Recently, a friend was unable to travel to a grandfather’s funeral. Along with other friends and family, we huddled around an iPhone and watched the funeral live using an app called FaceTime. We did it up right with flowers, food and stories galore. It was a unique way to bring family together to celebrate the life of a loved one.
Other family occasions may call for the use of video chat technology. Families want to stay in contact even though loved ones are overseas or away at college. One way to keep in touch is by using a Web-conferencing or desktop-videoconferencing system or mobile apps like FaceTime, OoVoo or Skype.
The mobile video chat apps can be downloaded from the iTunes Store if you have an iPhone or iPad or from the Google Play store if you have an Android. All of the apps are free and relatively easy to use.
A Web-conferencing system includes the conferencing software, a webcam and a microphone. In addition, users must also have a computer and a high-speed Internet connection. There are many types of Web-conferencing software; some are free, while others charge a nominal fee. When selecting Web-conferencing software, there are several important elements to consider.
How many computer locations do people need to be able to communicate together at one time? Some software packages allow for people on two computers to communicate at the same time, while others allow for people on 10 or more computers to participate in the conference.

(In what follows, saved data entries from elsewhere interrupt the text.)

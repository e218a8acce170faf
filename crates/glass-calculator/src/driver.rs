//! Unified calculator drivers
//!
//! The keyboard and the keypad must behave identically. Each front end gets
//! a [`CalculatorDriver`], and the `verify_*` checks below are
//! written once against the trait and run against both.

use crate::widget::{CalculatorWidget, WidgetView};

/// Abstract driver for calculator interactions
///
/// Input sequences use one character per press: digits, `.`, `+ - * /`,
/// `=`, `%` and `C` (clear). Whitespace is skipped.
pub trait CalculatorDriver {
    /// Presses each character of `sequence`; returns `false` on the first
    /// press the front end cannot express
    fn enter(&mut self, sequence: &str) -> bool;

    /// Formatted display value
    fn display(&self) -> String;

    /// Pending computation trace
    fn expression(&self) -> String;

    /// Recalls the history row at `index` (0 = newest)
    fn recall(&mut self, index: usize) -> bool;

    /// History rows, newest first
    fn history(&self) -> Vec<HistoryItem>;
}

/// A simplified history item for driver results
#[derive(Debug, Clone, PartialEq, Eq)]
pub struct HistoryItem {
    /// The expression that was evaluated
    pub expression: String,
    /// The formatted result
    pub result: String,
}

fn history_items(view: &WidgetView) -> Vec<HistoryItem> {
    view.history
        .iter()
        .map(|item| HistoryItem {
            expression: item.expression.clone(),
            result: item.result.clone(),
        })
        .collect()
}

/// Drives the widget through key names
#[derive(Debug, Default)]
pub struct KeyboardDriver {
    widget: CalculatorWidget,
    clock_ms: u64,
}

impl KeyboardDriver {
    /// Creates a driver over a default widget
    #[must_use]
    pub fn new() -> Self {
        Self::default()
    }

    /// Creates a driver over an existing widget
    #[must_use]
    pub fn with_widget(widget: CalculatorWidget) -> Self {
        Self {
            widget,
            clock_ms: 0,
        }
    }

    /// The underlying widget
    #[must_use]
    pub fn widget(&self) -> &CalculatorWidget {
        &self.widget
    }
}

impl CalculatorDriver for KeyboardDriver {
    fn enter(&mut self, sequence: &str) -> bool {
        for ch in sequence.chars().filter(|c| !c.is_whitespace()) {
            self.clock_ms += 10;
            let key = match ch {
                'C' => "Escape".to_string(),
                other => other.to_string(),
            };
            if !self.widget.press_key(&key, self.clock_ms) {
                return false;
            }
        }
        true
    }

    fn display(&self) -> String {
        self.widget.view(self.clock_ms).display
    }

    fn expression(&self) -> String {
        self.widget.view(self.clock_ms).expression
    }

    fn recall(&mut self, index: usize) -> bool {
        self.widget.select_history(index, self.clock_ms)
    }

    fn history(&self) -> Vec<HistoryItem> {
        history_items(&self.widget.view(self.clock_ms))
    }
}

/// Drives the widget through keypad button ids
#[derive(Debug, Default)]
pub struct KeypadDriver {
    widget: CalculatorWidget,
    clock_ms: u64,
}

impl KeypadDriver {
    /// Creates a driver over a default widget
    #[must_use]
    pub fn new() -> Self {
        Self::default()
    }

    /// The underlying widget
    #[must_use]
    pub fn widget(&self) -> &CalculatorWidget {
        &self.widget
    }

    fn button_for(ch: char) -> Option<String> {
        let id = match ch {
            '0'..='9' => return Some(format!("btn-{ch}")),
            '.' => "btn-decimal",
            '+' => "btn-plus",
            '-' => "btn-minus",
            '*' => "btn-times",
            '/' => "btn-divide",
            '=' => "btn-equals",
            '%' => "btn-percent",
            'C' => "btn-clear",
            _ => return None,
        };
        Some(id.to_string())
    }
}

impl CalculatorDriver for KeypadDriver {
    fn enter(&mut self, sequence: &str) -> bool {
        for ch in sequence.chars().filter(|c| !c.is_whitespace()) {
            self.clock_ms += 10;
            let Some(id) = Self::button_for(ch) else {
                return false;
            };
            if !self.widget.click_button(&id, self.clock_ms) {
                return false;
            }
        }
        true
    }

    fn display(&self) -> String {
        self.widget.view(self.clock_ms).display
    }

    fn expression(&self) -> String {
        self.widget.view(self.clock_ms).expression
    }

    fn recall(&mut self, index: usize) -> bool {
        self.widget.select_history(index, self.clock_ms)
    }

    fn history(&self) -> Vec<HistoryItem> {
        history_items(&self.widget.view(self.clock_ms))
    }
}

// ===== Shared Behaviour Checks =====
// These work with ANY CalculatorDriver implementation

/// Verifies the four operations
pub fn verify_basic_arithmetic<D: CalculatorDriver>(driver: &mut D) {
    assert!(driver.enter("2+3="));
    assert_eq!(driver.display(), "5");
    driver.enter("C");

    driver.enter("10-4=");
    assert_eq!(driver.display(), "6");
    driver.enter("C");

    driver.enter("6*7=");
    assert_eq!(driver.display(), "42");
    driver.enter("C");

    driver.enter("20/4=");
    assert_eq!(driver.display(), "5");
    driver.enter("C");
}

/// Verifies strict left-to-right chaining
pub fn verify_chaining<D: CalculatorDriver>(driver: &mut D) {
    driver.enter("2+3*");
    assert_eq!(driver.display(), "5");
    assert_eq!(driver.expression(), "5 ×");

    driver.enter("4=");
    assert_eq!(driver.display(), "20");
    assert_eq!(driver.expression(), "");
    assert_eq!(
        driver.history().first(),
        Some(&HistoryItem {
            expression: "5 × 4".to_string(),
            result: "20".to_string(),
        })
    );
    driver.enter("C");
}

/// Verifies division by zero and equals without an operation
pub fn verify_degenerate_input<D: CalculatorDriver>(driver: &mut D) {
    driver.enter("5/0=");
    assert_eq!(driver.display(), "0");
    driver.enter("C");

    let before = driver.history().len();
    driver.enter("7=");
    assert_eq!(driver.display(), "7");
    assert_eq!(driver.history().len(), before);
    driver.enter("C");
}

/// Verifies decimal entry, rounding and percent
pub fn verify_decimals<D: CalculatorDriver>(driver: &mut D) {
    driver.enter("..5");
    assert_eq!(driver.display(), "0.5");
    driver.enter("C");

    driver.enter("1/3=");
    assert_eq!(driver.display(), "0.333333");
    driver.enter("C");

    driver.enter("50%");
    assert_eq!(driver.display(), "0.5");
    driver.enter("C");

    driver.enter("0.1+0.2=");
    assert_eq!(driver.display(), "0.3");
    driver.enter("C");
}

/// Verifies history order and recall into a pending operation
pub fn verify_history<D: CalculatorDriver>(driver: &mut D) {
    driver.enter("C");
    driver.enter("1+1=");
    driver.enter("2+2=");
    driver.enter("3+3=");

    let history = driver.history();
    assert!(history.len() >= 3);
    assert_eq!(history[0].expression, "3 + 3");
    assert_eq!(history[0].result, "6");
    assert_eq!(history[2].expression, "1 + 1");

    driver.enter("C10+");
    assert!(driver.recall(1));
    assert_eq!(driver.display(), "4");
    assert_eq!(driver.expression(), "10 +");
    driver.enter("=");
    assert_eq!(driver.display(), "14");
    driver.enter("C");
}

/// Complete verification suite
pub fn run_all_checks<D: CalculatorDriver>(driver: &mut D) {
    verify_basic_arithmetic(driver);
    verify_chaining(driver);
    verify_degenerate_input(driver);
    verify_decimals(driver);
    verify_history(driver);
}
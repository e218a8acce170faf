//! Error types for the CLI

use thiserror::Error;

/// Result type for CLI operations
pub type CliResult<T> = Result<T, CliError>;

/// Errors that can occur in the CLI
#[derive(Debug, Error)]
pub enum CliError {
    /// Invalid argument
    #[error("Invalid argument: {message}")]
    InvalidArgument {
        /// Error message
        message: String,
    },

    /// Terminal could not be driven
    #[error("Terminal error: {message}")]
    Terminal {
        /// Error message
        message: String,
    },

    /// IO error
    #[error("I/O error: {0}")]
    Io(#[from] std::io::Error),

    /// JSON output error
    #[error("Serialization error: {0}")]
    Serialization(#[from] serde_json::Error),

    /// Widget library error
    #[error("{0}")]
    Widget(#[from] glass_calculator::error::WidgetError),
}

impl CliError {
    /// Create an invalid argument error
    #[must_use]
    pub fn invalid_argument(message: impl Into<String>) -> Self {
        Self::InvalidArgument {
            message: message.into(),
        }
    }

    /// Create a terminal error
    #[must_use]
    pub fn terminal(message: impl Into<String>) -> Self {
        Self::Terminal {
            message: message.into(),
        }
    }
}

Many popular choices, such as Skype and Adobe Connect Now, offer free videoconferencing between two people, but extra services require an upgrade. Other videoconferencing software, such as Oovoo or iVisit, offer free Web conferencing or video chatting. Both Facebook and Google+ offer video chatting features.
Besides the software, users will need a webcam and microphone. Many newer laptop computers have built-in webcams and all laptops have built-in microphones usually located behind the keyboard. However, these built-in features may not offer the quality or flexibility needed for a video chat. If you are looking for a webcam, consider the resolution, megapixels, pan and tilt, as well as the mount.
Less expensive webcams have a resolution of 640x480, which is adequate for most users. More expensive webcams usually have a resolution of 720p, which is a technical term for a high-definition resolution of 1,280x720. When considering resolution, remember that the higher the resolution, the more bandwidth the conference will consume.
Bandwidth is a term that refers to the amount of Internet available at one time. So, for example, if you are on a video conference with someone overseas and your child is looking up information on Google for a science project, then you may not have enough bandwidth to run the video chat at the higher resolution.
Most webcams are measured in both video resolution and effect resolution. Effect resolution is measured in megapixels. Usually, webcams are rated at 1.3 megapixels or higher. A webcam with 1.3 megapixels will take a photo that measures 2x3 inches or a photo that can be uploaded to Facebook.
Buy a webcam with a built-in microphone, or you will need to buy a stand-alone microphone. Lastly, be sure that the webcam is compatible with the operating system. For example, if your computer is using Windows XP, the webcam must be compatible with Windows XP.
If you don’t want the hassle of buying extra equipment or software, simply whip out your smartphone to stay connected with friends and family. Video chat might set the Emily Posts of the world on their ears, but when it comes to connecting family during important moments, it’s OK to set the rules aside -- as long as you have food afterwards. Otherwise, it would just be in poor taste.